Модест Николаевич даже не пытался отыскать Ольгу и Павла Константиновича.
Но произошло это уже потом.
Сразу же после того, как меня подняли на палубу, Женя атаковал бурое желе тротиловыми шашками. Он поджигал короткие отростки огнепроводного шнура и бросал шашки далеко за борт. Потом в иллюминатор колодца можно было видеть, как медленно затягиваются в бурой массе рваные черные ямы. Она была неразделима. Величественно и равнодушно смыкалась в разрыве. Все так же медленно и непостижимо погрузилась она потом в те бездны, из которых поднялась, на нашу беду.
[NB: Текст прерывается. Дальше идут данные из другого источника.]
// SPDX-License-Identifier: PMPL-1.0-or-later
// Copyright (c) 2026 Jonathan D.A. Jewell (hyperpolymath) <jonathan.jewell@open.ac.uk>
//
// Method-call entry point of the data store bridge.
//
// The platform channel delivers `(method, arguments)` pairs. Each call is
// validated, turned into store requests, and answered with either a JSON
// result or a structured `ErrorPayload`. Query results have their to-one
// associations hydrated before they are serialized.

use std::sync::{Arc, Mutex, PoisonError, RwLock};

use serde_json::{Map, Value as Json};
use tracing::{Level, debug, error, info, instrument, warn};

use syncwerk_core::config::DataStoreConfig;
use syncwerk_core::error::{Result, SyncwerkError};
use syncwerk_core::error_payload::{ErrorPayload, to_error_payload};
use syncwerk_core::query::QueryPredicate;
use syncwerk_core::schema::ModelProvider;
use syncwerk_core::traits::Store;
use syncwerk_core::types::{ResolvedRecord, SerializedRecord};
use syncwerk_resolver::{AssociationResolver, query_options_from_request};

use crate::events::{self, EventReceivers, EventSinks, HubEvent, ObserveSubscription};
use crate::logging::{LOG_TARGET, init_logging};
use crate::operations::OperationsManager;

/// The data store plugin: one per app process.
pub struct DataStorePlugin {
    store: Arc<dyn Store>,
    provider: RwLock<Arc<ModelProvider>>,
    config: DataStoreConfig,
    operations: OperationsManager,
    events: EventSinks,
    observer: Mutex<Option<ObserveSubscription>>,
}

impl DataStorePlugin {
    /// Create the plugin over `store`. The returned receivers carry the
    /// observe and hub event streams.
    ///
    /// Installs the `config.log_filter` subscriber unless the host already
    /// set one up.
    pub fn new(store: Arc<dyn Store>, config: DataStoreConfig) -> Result<(Self, EventReceivers)> {
        config.validate()?;
        init_logging(&config.log_filter);
        let (events, receivers) = events::channels();
        let plugin = Self {
            store,
            provider: RwLock::new(Arc::new(ModelProvider::new())),
            config,
            operations: OperationsManager::new(),
            events,
            observer: Mutex::new(None),
        };
        Ok((plugin, receivers))
    }

    /// Replace the registered model schemas.
    pub fn set_model_provider(&self, provider: ModelProvider) {
        *self.provider.write().unwrap_or_else(PoisonError::into_inner) = Arc::new(provider);
    }

    /// Snapshot of the registered model schemas.
    pub fn model_provider(&self) -> Arc<ModelProvider> {
        Arc::clone(&self.provider.read().unwrap_or_else(PoisonError::into_inner))
    }

    pub fn operations(&self) -> &OperationsManager {
        &self.operations
    }

    /// Dispatch one method call.
    pub async fn handle(&self, method: &str, args: Json) -> std::result::Result<Json, ErrorPayload> {
        let result = match method {
            "query" => self.query(&args).await,
            "save" => self.save(&args).await,
            "delete" => self.delete(&args).await,
            "clear" => self.clear().await,
            "setupObserve" => self.setup_observe(),
            "configureModelProvider" => self.configure_model_provider(&args),
            "cancel" => self.cancel(&args),
            other => Err(SyncwerkError::NotImplemented(other.to_string())),
        };

        result.map_err(|e| {
            let level = failure_level(&e);
            if level == Level::INFO {
                info!(target: LOG_TARGET, method, error = %e, "data store call cancelled");
            } else if level == Level::WARN {
                warn!(target: LOG_TARGET, method, error = %e, "data store call rejected");
            } else {
                error!(target: LOG_TARGET, method, error = %e, "data store call failed");
            }
            to_error_payload(&e)
        })
    }

    // ---- Methods ----

    #[instrument(skip_all)]
    async fn query(&self, args: &Json) -> Result<Json> {
        let request = request_map(args)?;
        let model_name = required_str(request, "modelName")?;
        let provider = self.known_model(model_name)?;
        let options = query_options_from_request(args)?;

        let run = async {
            let records = self.store.query(model_name, &options).await?;
            AssociationResolver::from_config(self.store.as_ref(), provider.as_ref(), &self.config)?
                .resolve(records, model_name)
                .await
        };

        let resolved = match request.get("cancelToken").and_then(Json::as_str) {
            Some(token) => {
                let mut operation = self.operations.register(token);
                tokio::select! {
                    result = run => result,
                    _ = operation.cancelled() => {
                        info!(target: LOG_TARGET, token, model = model_name, "query cancelled");
                        Err(SyncwerkError::Cancelled)
                    }
                }
            }
            None => run.await,
        }?;

        debug!(target: LOG_TARGET, model = model_name, count = resolved.len(), "query answered");
        Ok(Json::Array(
            resolved.iter().map(ResolvedRecord::to_bridge_map).collect(),
        ))
    }

    #[instrument(skip_all)]
    async fn save(&self, args: &Json) -> Result<Json> {
        let record = self.serialized_model(args)?;
        self.store.save(&record, &QueryPredicate::All).await?;
        Ok(Json::Null)
    }

    #[instrument(skip_all)]
    async fn delete(&self, args: &Json) -> Result<Json> {
        let record = self.serialized_model(args)?;
        match self.store.delete(&record).await {
            Ok(()) => {}
            Err(e) if e.is_missing_row() => {
                debug!(target: LOG_TARGET, model = %record.model_name, id = %record.id, "delete of absent row treated as success");
            }
            Err(e) => return Err(e),
        }
        Ok(Json::Null)
    }

    async fn clear(&self) -> Result<Json> {
        self.store.clear().await?;
        self.events.hub(HubEvent::StoreCleared);
        Ok(Json::Null)
    }

    /// Start forwarding store changes, replacing any running subscription.
    fn setup_observe(&self) -> Result<Json> {
        let subscription = ObserveSubscription::spawn(self.store.observe(), self.events.clone());
        let subscription_id = subscription.id();

        let mut observer = self.observer.lock().unwrap_or_else(PoisonError::into_inner);
        if let Some(previous) = observer.replace(subscription) {
            debug!(target: LOG_TARGET, previous = %previous.id(), "replacing observe subscription");
        }
        drop(observer);

        info!(target: LOG_TARGET, subscription = %subscription_id, "observe started");
        self.events.hub(HubEvent::ObserveStarted { subscription_id });
        Ok(Json::Bool(true))
    }

    fn configure_model_provider(&self, args: &Json) -> Result<Json> {
        request_map(args)?;
        let provider = ModelProvider::from_configure_request(args)?;
        let version = provider.version().unwrap_or_default().to_string();

        info!(
            target: LOG_TARGET,
            version = %version,
            models = provider.model_names().len(),
            "model provider configured"
        );
        self.set_model_provider(provider);
        self.events.hub(HubEvent::ModelProviderConfigured { version });
        Ok(Json::Null)
    }

    fn cancel(&self, args: &Json) -> Result<Json> {
        let request = request_map(args)?;
        let token = required_str(request, "cancelToken")?;
        Ok(Json::Bool(self.operations.cancel(token)))
    }

    // ---- Request helpers ----

    fn known_model(&self, model_name: &str) -> Result<Arc<ModelProvider>> {
        let provider = self.model_provider();
        if !provider.contains(model_name) {
            return Err(SyncwerkError::MalformedRequest(format!(
                "no schema registered for model {model_name}"
            )));
        }
        Ok(provider)
    }

    /// `{ modelName, serializedModel }` → record of a registered model.
    fn serialized_model(&self, args: &Json) -> Result<SerializedRecord> {
        let request = request_map(args)?;
        let model_name = required_str(request, "modelName")?;
        self.known_model(model_name)?;
        let data = request.get("serializedModel").cloned().ok_or_else(|| {
            SyncwerkError::MalformedRequest("serializedModel is missing".into())
        })?;
        SerializedRecord::from_data_json(model_name, data)
    }
}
Вокруг суденышка плавали желто-бурые водоросли саргассы и оглушенные рыбы. Море было по-прежнему неподвижным. Высоко в небе парил одинокий фрегат.
Я не знаю, что это было. И никто не знает. Я рассказал обо всем, что видел и пережил. Остальное — домыслы, игра ума. Но, отталкиваясь только от фактов, мы будем вынуждены признать собственное бессилие. Те немногие явления, свидетелем которых я оказался, не позволяют постичь сущность. Так, кажется, называются эти философские категории? Тут не помогут никакие аналогии — в окружающем нас мире их просто нет. Я столкнулся с качественно иной жизнью, управляемой совершенно другими, непостижимыми пока законами.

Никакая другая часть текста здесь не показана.